Blog l NAD Digital Evangelism l Columbia, MD

Discovering Mission-Oriented Patterns with Open Data in New York City

1/5/2017

Harvey Alférez, Ph.D

Data Scientist, School of Engineering and Technology, Montemorelos University, Mexico
www.harveyalferez.com

Traffic in NYC as captured by my wife Doris’ camera lens

There is tons of open data on the Web. This data can be freely used by Seventh-day Adventists to try to figure out ways to help the inhabitants in the cities. This post describes how the students at my Pattern Recognition course at Montemorelos University and I have used open data and machine learning, which is a key component of data science, to discover interesting mission-oriented patterns for the church at NYC.

In my courses, I mostly focus on analyzing open data from NYC because of two reasons: 1) NYC has pivotal significance in our church’s ongoing Mission to the Cities project; and 2) NYC provides a portal that makes the wealth of public data generated by various NYC agencies and other city organizations available for public use [1].

Although the number of traffic deaths in NYC has fallen [2], city officials and traffic-safety groups agree that more aggressive steps must be taken to reach Mayor Bill de Blasio’s goal of eliminating traffic deaths in the city [3]. With this problem in mind, we analyzed a dataset of motor vehicle collisions in NYC, which is freely provided by the Police Department [4].

The studied dataset was created in 2014 and subsequently updated in 2016. This dataset registers motor vehicle collisions in Bronx, Brooklyn, Manhattan, Queens, and Staten Island from 2014 to 2016. This is a large dataset with 932,904 registered incidents! Moreover, each registered incident has 30 variables.

With traditional queries and spreadsheet analysis it is quite difficult (and sometimes impossible) to obtain timely answers to unseen patterns in large quantities of data, such as in our case study. In this kind of cases, machine learning, which “gives computers the ability to learn without being explicitly programmed” [5], can help us to grasp patterns we did not know that even exist.

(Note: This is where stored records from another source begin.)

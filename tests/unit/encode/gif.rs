use std::io::Cursor;

use super::*;
use crate::foundation::core::{Disposal, FrameRGBA, TRANSPARENT_RGBA};

fn keyed_sequence() -> Sequence {
    let mut seq = Sequence::new(2, 2);
    let mut first = FrameRGBA::filled(2, 2, [200, 10, 10, 255]);
    first.data[0..4].copy_from_slice(&TRANSPARENT_RGBA);
    seq.push(Frame {
        image: first,
        duration_ms: 50,
        disposal: Some(Disposal::Keep),
    })
    .unwrap();
    seq.push(Frame {
        image: FrameRGBA::filled(2, 2, [0, 0, 255, 255]),
        duration_ms: 150,
        disposal: Some(Disposal::Previous),
    })
    .unwrap();
    seq
}

struct ReadBack {
    delays: Vec<u16>,
    disposals: Vec<::gif::DisposalMethod>,
    transparent: Vec<Option<u8>>,
    first_indices: Vec<u8>,
}

fn read_back(bytes: &[u8]) -> ReadBack {
    let mut opts = ::gif::DecodeOptions::new();
    opts.set_color_output(::gif::ColorOutput::Indexed);
    let mut decoder = opts.read_info(Cursor::new(bytes)).unwrap();
    let mut out = ReadBack {
        delays: Vec::new(),
        disposals: Vec::new(),
        transparent: Vec::new(),
        first_indices: Vec::new(),
    };
    while let Some(frame) = decoder.read_next_frame().unwrap() {
        if out.delays.is_empty() {
            out.first_indices = frame.buffer.to_vec();
        }
        out.delays.push(frame.delay);
        out.disposals.push(frame.dispose);
        out.transparent.push(frame.transparent);
    }
    out
}

#[test]
fn encoded_stream_uses_fixed_policy() {
    let bytes = encode_gif(&keyed_sequence()).unwrap();
    let back = read_back(&bytes);

    assert_eq!(back.delays, vec![5, 15]);
    // Source hints (Keep, Previous) are not carried over.
    assert_eq!(
        back.disposals,
        vec![
            ::gif::DisposalMethod::Background,
            ::gif::DisposalMethod::Background
        ]
    );
    assert_eq!(back.transparent, vec![Some(0), Some(0)]);
    assert_eq!(back.first_indices[0], TRANSPARENT_INDEX);
    assert!(back.first_indices[1..].iter().all(|&i| i != 0));
}

#[test]
fn encoded_stream_loops_forever() {
    let bytes = encode_gif(&keyed_sequence()).unwrap();
    let needle = b"NETSCAPE2.0\x03\x01\x00\x00";
    assert!(bytes.windows(needle.len()).any(|w| w == needle));
}

#[test]
fn delay_conversion_truncates_and_saturates() {
    assert_eq!(delay_centis(50), 5);
    assert_eq!(delay_centis(155), 15);
    assert_eq!(delay_centis(9), 0);
    assert_eq!(delay_centis(u32::MAX), u16::MAX);
}

#[test]
fn oversized_canvas_is_rejected() {
    let seq = Sequence::new(70_000, 1);
    assert!(matches!(
        encode_gif(&seq).unwrap_err(),
        GifkeyError::Validation(_)
    ));
    assert!(encode_gif(&Sequence::new(0, 4)).is_err());
}

#[test]
fn sink_writes_file_only_at_end() {
    let dir = PathBuf::from("target").join("gif_sink_unit");
    std::fs::create_dir_all(&dir).unwrap();
    let out_path = dir.join("out.gif");
    let _ = std::fs::remove_file(&out_path);

    let seq = keyed_sequence();
    let mut sink = GifSink::new(GifSinkOpts::new(&out_path));
    sink.begin(SinkConfig {
        width: 2,
        height: 2,
        frame_count: seq.len(),
    })
    .unwrap();
    for frame in seq.frames() {
        sink.push_frame(frame).unwrap();
        assert!(!out_path.exists());
    }
    sink.end().unwrap();

    let bytes = std::fs::read(&out_path).unwrap();
    assert_eq!(read_back(&bytes).delays, vec![5, 15]);
}

#[test]
fn sink_replaces_an_existing_file() {
    let dir = PathBuf::from("target").join("gif_sink_unit_replace");
    std::fs::create_dir_all(&dir).unwrap();
    let out_path = dir.join("out.gif");
    std::fs::write(&out_path, b"stale").unwrap();

    let seq = keyed_sequence();
    let mut sink = GifSink::new(GifSinkOpts::new(&out_path));
    sink.begin(SinkConfig {
        width: 2,
        height: 2,
        frame_count: seq.len(),
    })
    .unwrap();
    for frame in seq.frames() {
        sink.push_frame(frame).unwrap();
    }
    // Still the old contents until the single write at the end.
    assert_eq!(std::fs::read(&out_path).unwrap(), b"stale");
    sink.end().unwrap();

    let bytes = std::fs::read(&out_path).unwrap();
    assert_eq!(read_back(&bytes).delays, vec![5, 15]);
}

#[test]
fn sink_failure_leaves_no_output() {
    let dir = PathBuf::from("target").join("gif_sink_unit_fail");
    std::fs::create_dir_all(&dir).unwrap();
    let out_path = dir.join("out.gif");
    let _ = std::fs::remove_file(&out_path);

    let mut sink = GifSink::new(GifSinkOpts::new(&out_path));
    sink.begin(SinkConfig {
        width: 2,
        height: 2,
        frame_count: 1,
    })
    .unwrap();
    let wrong = Frame::new(FrameRGBA::filled(3, 3, [0, 0, 0, 255]), 100);
    assert!(sink.push_frame(&wrong).is_err());
    assert!(!out_path.exists());
}

#[test]
fn sink_rejects_short_sequences() {
    let out_path = PathBuf::from("target")
        .join("gif_sink_unit_short")
        .join("out.gif");
    let mut sink = GifSink::new(GifSinkOpts::new(&out_path));
    sink.begin(SinkConfig {
        width: 2,
        height: 2,
        frame_count: 2,
    })
    .unwrap();
    sink.push_frame(&keyed_sequence().frames()[0]).unwrap();
    assert!(sink.end().is_err());
    assert!(!out_path.exists());
}

#[test]
fn push_before_begin_is_an_error() {
    let mut sink = GifSink::new(GifSinkOpts::new("target/never.gif"));
    let frame = Frame::new(FrameRGBA::filled(1, 1, [0; 4]), 10);
    assert!(sink.push_frame(&frame).is_err());
    assert!(sink.end().is_err());
}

From the set of 30 variables, we chose a subset to carry out the experiments. First, we chose the variables Date and Time because we wanted to know the day and time of each traffic incident. The Zip Code, Borough, Longitude, and Latitude variables were chosen because we wanted to know the demographic information of the accidents. Also, we had interest in figuring out the demographic groups that were injured the most. Therefore, we included in the experiments the Injured Persons, Injured Pedestrians, Injured Motorists and Injured Cyclists variables. Last but not least, we wanted to determine what provoked the accident and the type of vehicle that caused the accident. Therefore, we chose the Contributing Vehicle 1 and the Vehicle Type Code 1 variables from the dataset.

In order to analyze the data, we used Weka, which is a powerful tool for machine learning [6]. Although Weka contains a large range of machine learning algorithms, for our exploration we used the K-Means algorithm because the input data is unlabeled.

Our findings are as follows:

On Fridays, around Prospect Park, Brooklyn, there are around 77,000 pedicab accidents registered in the dataset, which goes from 2014 to 2016. This finding can help Seventh-day Adventist congregations in the area (see the map below) to bring awareness to the community in order to prevent this kind of accidents. For example, pathfinders could go to the park on a field day and ride away with banners as flags on their bicycles or images and messages on shirts saying “Beware of your surroundings. Be swift on the brakes”. Also, information boots could be on display with pamphlets offering cycling safety tips to avoid collisions as well as what to do if people get involved in a traffic accident. Also a mini clinic to attend minor injuries in the vicinity would come in handy.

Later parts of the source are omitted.